### Your instructions
Which lines below hold the word "impl"? Copy all of them.

Extracted information section start

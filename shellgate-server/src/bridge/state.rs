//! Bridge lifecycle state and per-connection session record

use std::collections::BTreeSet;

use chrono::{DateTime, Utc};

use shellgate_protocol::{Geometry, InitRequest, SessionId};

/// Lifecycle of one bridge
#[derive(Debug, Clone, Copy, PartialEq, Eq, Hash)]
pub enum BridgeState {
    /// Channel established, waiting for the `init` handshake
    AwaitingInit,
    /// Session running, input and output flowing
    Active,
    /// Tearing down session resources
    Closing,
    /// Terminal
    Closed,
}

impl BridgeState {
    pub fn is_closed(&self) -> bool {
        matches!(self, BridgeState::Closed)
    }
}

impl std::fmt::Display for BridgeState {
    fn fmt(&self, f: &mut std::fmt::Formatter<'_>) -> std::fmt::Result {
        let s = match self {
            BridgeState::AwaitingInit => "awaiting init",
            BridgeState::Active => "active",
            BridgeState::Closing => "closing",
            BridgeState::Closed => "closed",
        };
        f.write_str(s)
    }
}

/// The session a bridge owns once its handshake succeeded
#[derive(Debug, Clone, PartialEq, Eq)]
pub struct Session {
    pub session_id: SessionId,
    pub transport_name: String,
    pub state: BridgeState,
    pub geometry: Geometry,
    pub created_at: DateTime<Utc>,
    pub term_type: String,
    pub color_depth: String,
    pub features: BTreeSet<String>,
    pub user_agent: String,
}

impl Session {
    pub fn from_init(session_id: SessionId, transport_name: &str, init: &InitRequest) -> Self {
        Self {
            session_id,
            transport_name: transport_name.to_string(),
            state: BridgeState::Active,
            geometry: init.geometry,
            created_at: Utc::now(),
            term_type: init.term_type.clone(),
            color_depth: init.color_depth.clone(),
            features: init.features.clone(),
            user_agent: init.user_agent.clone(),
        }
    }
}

Extracted information section end
Extracted information section start

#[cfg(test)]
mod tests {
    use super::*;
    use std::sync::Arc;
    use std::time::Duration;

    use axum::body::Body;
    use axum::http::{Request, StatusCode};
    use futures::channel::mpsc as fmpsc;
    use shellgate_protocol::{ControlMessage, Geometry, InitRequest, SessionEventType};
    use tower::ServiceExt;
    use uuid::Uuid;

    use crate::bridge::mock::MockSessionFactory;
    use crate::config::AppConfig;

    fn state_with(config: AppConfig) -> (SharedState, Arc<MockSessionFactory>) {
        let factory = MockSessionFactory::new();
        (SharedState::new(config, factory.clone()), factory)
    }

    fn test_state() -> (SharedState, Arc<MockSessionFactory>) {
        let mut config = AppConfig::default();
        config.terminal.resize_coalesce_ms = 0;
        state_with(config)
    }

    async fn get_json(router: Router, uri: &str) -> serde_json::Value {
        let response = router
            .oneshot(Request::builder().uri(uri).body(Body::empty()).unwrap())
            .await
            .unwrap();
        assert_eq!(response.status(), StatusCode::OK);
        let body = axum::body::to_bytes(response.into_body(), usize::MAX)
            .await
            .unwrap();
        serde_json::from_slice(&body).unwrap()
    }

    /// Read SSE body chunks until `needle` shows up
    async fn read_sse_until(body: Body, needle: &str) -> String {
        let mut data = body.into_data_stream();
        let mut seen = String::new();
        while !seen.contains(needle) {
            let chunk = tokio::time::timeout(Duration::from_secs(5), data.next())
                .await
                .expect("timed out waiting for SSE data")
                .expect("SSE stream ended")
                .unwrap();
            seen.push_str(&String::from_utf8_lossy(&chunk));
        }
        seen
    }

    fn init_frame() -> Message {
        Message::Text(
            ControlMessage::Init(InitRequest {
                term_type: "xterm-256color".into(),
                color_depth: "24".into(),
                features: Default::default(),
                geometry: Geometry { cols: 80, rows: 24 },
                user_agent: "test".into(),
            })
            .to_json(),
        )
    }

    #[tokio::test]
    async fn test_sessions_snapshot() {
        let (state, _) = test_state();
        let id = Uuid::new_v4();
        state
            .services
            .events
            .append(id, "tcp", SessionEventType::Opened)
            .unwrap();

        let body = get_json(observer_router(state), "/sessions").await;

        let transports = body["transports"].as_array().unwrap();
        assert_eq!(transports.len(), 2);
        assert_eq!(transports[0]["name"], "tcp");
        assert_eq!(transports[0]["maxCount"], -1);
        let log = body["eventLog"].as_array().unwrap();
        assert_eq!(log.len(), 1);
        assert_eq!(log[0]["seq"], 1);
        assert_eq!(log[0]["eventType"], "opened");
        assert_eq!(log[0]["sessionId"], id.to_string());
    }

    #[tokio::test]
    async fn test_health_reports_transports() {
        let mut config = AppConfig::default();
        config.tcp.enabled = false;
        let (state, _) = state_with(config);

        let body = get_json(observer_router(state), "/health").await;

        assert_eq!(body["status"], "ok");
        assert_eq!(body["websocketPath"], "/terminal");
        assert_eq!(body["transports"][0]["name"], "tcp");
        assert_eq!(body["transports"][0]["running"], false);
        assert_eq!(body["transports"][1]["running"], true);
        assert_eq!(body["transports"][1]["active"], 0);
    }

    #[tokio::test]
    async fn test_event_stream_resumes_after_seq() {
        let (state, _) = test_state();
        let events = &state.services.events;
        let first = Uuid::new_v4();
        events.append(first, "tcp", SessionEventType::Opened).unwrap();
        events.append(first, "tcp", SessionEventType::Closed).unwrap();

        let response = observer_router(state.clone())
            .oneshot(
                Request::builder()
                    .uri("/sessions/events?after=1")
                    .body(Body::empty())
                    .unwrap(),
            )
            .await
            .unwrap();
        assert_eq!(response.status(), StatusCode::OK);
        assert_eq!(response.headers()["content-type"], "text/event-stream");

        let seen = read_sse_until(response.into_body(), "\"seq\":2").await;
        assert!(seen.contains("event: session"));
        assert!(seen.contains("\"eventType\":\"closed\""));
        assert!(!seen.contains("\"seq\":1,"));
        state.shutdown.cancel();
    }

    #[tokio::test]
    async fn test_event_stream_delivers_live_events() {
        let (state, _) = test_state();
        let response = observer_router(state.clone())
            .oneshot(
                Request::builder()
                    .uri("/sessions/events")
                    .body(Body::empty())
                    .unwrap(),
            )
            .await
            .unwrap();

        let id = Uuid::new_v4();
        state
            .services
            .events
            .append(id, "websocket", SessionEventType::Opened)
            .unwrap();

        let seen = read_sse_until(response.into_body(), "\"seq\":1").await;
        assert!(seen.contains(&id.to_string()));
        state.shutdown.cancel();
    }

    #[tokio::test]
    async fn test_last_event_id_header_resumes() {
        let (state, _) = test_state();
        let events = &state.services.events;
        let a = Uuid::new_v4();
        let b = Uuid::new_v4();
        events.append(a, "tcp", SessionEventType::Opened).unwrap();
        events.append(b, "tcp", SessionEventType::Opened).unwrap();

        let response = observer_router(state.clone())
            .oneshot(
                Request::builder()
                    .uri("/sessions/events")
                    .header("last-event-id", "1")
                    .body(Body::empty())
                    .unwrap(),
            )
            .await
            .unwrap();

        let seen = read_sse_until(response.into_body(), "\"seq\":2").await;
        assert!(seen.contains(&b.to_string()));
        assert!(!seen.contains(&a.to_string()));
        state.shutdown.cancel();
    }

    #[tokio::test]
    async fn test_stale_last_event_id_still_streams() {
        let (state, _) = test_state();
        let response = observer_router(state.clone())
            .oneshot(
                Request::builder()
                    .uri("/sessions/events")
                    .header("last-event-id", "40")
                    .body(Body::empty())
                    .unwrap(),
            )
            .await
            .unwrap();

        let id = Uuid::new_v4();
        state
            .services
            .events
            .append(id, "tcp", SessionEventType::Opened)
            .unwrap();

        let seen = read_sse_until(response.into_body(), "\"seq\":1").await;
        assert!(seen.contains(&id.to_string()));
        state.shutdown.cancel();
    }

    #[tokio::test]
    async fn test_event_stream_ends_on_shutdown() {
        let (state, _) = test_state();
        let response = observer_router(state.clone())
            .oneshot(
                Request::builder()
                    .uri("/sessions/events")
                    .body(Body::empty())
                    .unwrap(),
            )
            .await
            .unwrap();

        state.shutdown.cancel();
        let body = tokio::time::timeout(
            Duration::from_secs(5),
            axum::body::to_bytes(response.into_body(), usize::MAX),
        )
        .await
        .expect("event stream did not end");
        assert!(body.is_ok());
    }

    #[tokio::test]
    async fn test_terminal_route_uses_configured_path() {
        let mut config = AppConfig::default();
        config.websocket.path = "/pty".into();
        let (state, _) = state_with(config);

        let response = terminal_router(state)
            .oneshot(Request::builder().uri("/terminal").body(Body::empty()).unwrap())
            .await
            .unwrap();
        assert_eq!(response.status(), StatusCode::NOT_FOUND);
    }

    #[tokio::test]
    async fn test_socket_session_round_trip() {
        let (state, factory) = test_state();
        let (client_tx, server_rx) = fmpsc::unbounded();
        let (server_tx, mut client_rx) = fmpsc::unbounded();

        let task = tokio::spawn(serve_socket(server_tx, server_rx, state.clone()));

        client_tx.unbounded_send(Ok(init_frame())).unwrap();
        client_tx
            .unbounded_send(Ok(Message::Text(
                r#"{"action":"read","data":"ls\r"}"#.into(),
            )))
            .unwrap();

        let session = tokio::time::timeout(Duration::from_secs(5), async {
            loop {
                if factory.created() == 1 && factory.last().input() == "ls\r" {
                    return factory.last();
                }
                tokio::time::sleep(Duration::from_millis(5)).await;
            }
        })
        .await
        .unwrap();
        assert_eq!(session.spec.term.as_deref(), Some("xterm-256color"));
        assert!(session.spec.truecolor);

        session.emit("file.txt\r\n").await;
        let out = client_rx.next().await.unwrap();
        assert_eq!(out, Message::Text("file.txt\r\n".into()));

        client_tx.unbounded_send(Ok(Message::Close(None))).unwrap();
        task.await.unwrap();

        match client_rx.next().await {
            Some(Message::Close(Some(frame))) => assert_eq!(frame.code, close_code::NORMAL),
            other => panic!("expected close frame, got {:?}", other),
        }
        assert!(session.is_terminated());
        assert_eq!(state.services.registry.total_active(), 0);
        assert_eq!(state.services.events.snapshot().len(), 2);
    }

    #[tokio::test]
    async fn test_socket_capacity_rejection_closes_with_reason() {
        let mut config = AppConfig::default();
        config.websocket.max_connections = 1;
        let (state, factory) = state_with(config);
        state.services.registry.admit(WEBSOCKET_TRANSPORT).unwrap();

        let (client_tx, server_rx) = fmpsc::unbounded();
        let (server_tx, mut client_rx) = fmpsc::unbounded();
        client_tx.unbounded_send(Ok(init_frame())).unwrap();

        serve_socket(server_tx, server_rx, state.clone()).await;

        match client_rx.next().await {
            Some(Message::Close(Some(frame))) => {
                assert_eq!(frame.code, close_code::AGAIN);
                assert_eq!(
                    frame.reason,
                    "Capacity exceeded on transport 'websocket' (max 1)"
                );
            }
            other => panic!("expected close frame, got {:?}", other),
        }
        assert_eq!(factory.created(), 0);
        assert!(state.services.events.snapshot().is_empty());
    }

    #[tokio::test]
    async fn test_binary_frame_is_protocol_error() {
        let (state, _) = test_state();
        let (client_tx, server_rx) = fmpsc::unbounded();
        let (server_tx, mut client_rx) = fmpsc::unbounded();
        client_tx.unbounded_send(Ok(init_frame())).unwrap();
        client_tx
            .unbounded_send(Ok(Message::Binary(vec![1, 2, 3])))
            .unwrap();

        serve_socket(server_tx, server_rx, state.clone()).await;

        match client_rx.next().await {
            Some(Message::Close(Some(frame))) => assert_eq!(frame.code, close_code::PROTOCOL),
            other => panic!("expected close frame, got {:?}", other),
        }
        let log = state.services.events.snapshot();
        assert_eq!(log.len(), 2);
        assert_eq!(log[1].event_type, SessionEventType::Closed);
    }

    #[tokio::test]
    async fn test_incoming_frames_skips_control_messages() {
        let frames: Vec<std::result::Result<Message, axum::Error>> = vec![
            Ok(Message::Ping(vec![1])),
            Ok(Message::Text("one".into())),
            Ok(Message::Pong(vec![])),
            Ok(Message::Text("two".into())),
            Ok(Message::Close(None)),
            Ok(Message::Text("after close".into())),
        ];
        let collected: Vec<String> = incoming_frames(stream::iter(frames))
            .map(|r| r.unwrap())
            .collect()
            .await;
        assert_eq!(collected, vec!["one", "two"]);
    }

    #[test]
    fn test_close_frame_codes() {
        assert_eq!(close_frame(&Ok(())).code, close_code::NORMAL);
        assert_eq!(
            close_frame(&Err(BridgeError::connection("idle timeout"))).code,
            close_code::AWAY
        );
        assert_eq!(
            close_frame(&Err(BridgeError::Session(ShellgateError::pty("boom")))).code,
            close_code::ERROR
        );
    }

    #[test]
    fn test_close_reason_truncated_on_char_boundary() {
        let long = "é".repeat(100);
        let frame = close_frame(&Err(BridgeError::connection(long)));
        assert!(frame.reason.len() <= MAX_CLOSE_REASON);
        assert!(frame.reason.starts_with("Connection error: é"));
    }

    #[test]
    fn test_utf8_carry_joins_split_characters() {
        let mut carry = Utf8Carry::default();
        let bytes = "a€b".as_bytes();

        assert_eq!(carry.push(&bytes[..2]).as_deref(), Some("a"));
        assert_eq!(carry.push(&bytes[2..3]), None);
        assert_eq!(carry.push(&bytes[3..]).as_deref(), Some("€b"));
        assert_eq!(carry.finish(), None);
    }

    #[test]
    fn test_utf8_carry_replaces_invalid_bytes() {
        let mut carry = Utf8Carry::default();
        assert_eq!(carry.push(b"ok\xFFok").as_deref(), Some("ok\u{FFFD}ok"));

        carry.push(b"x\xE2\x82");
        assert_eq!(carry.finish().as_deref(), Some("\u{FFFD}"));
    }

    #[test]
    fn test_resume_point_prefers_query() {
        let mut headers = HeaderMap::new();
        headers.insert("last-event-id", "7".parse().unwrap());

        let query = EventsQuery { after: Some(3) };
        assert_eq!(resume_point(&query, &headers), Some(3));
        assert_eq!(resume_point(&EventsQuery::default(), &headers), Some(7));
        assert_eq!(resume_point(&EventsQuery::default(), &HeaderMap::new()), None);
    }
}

Extracted information section end

### Reply
impl BridgeState {
impl std::fmt::Display for BridgeState {
impl Session {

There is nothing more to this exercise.